- DATA FOR THIS EXERCISE -
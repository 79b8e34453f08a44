//! Command-line arguments for the `quova` binary, declared with `clap` derive.

use clap::{ArgAction, Parser, Subcommand, ValueEnum};
use std::path::PathBuf;

/// The main CLI argument structure.
#[derive(Debug, Parser)]
#[command(
    name = "quova",
    version,
    about = "Compiles Quova sources to Kotlin and module descriptions to Gradle builds."
)]
pub struct QuovaArgs {
    /// YAML compiler configuration.
    #[arg(long, global = true)]
    pub config: Option<PathBuf>,

    /// Raise log verbosity (-v info, -vv debug).
    #[arg(short, long, action = ArgAction::Count, global = true)]
    pub verbose: u8,

    #[arg(long, value_enum, default_value_t = ColorMode::Auto, global = true)]
    pub color: ColorMode,

    #[command(subcommand)]
    pub command: Command,
}

#[derive(Debug, Clone, Copy, PartialEq, Eq, ValueEnum)]
pub enum ColorMode {
    Auto,
    Always,
    Never,
}

/// An enumeration of all available CLI subcommands.
#[derive(Debug, Subcommand)]
pub enum Command {
    /// Compile one source file to Kotlin.
    Compile {
        #[arg(required = true)]
        file: PathBuf,
        /// Write the Kotlin file here instead of stdout.
        #[arg(short, long)]
        output: Option<PathBuf>,
    },
    /// Compile a module description to build.gradle and settings.gradle.
    Module {
        #[arg(required = true)]
        file: PathBuf,
        /// Directory to write both Gradle files into instead of stdout.
        #[arg(short, long)]
        output: Option<PathBuf>,
    },
    /// Compile every source file in a directory, plus its module description.
    Build {
        #[arg(default_value = ".")]
        dir: PathBuf,
        /// Output root; defaults to the configured output directory inside `dir`.
        #[arg(short, long)]
        output: Option<PathBuf>,
    },
    /// Show the Abstract Syntax Tree (AST) of a source file as JSON.
    Ast {
        #[arg(required = true)]
        file: PathBuf,
    },
}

- TO DO -
Only this range is to be output: the line that contains "build.gradle and settings.gradle." through the last line of the records above, both inclusive.

- OUTPUT OF THE EXERCISE -
    /// Compile a module description to build.gradle and settings.gradle.
    Module {
        #[arg(required = true)]
        file: PathBuf,
        /// Directory to write both Gradle files into instead of stdout.
        #[arg(short, long)]
        output: Option<PathBuf>,
    },
    /// Compile every source file in a directory, plus its module description.
    Build {
        #[arg(default_value = ".")]
        dir: PathBuf,
        /// Output root; defaults to the configured output directory inside `dir`.
        #[arg(short, long)]
        output: Option<PathBuf>,
    },
    /// Show the Abstract Syntax Tree (AST) of a source file as JSON.
    Ast {
        #[arg(required = true)]
        file: PathBuf,
    },
}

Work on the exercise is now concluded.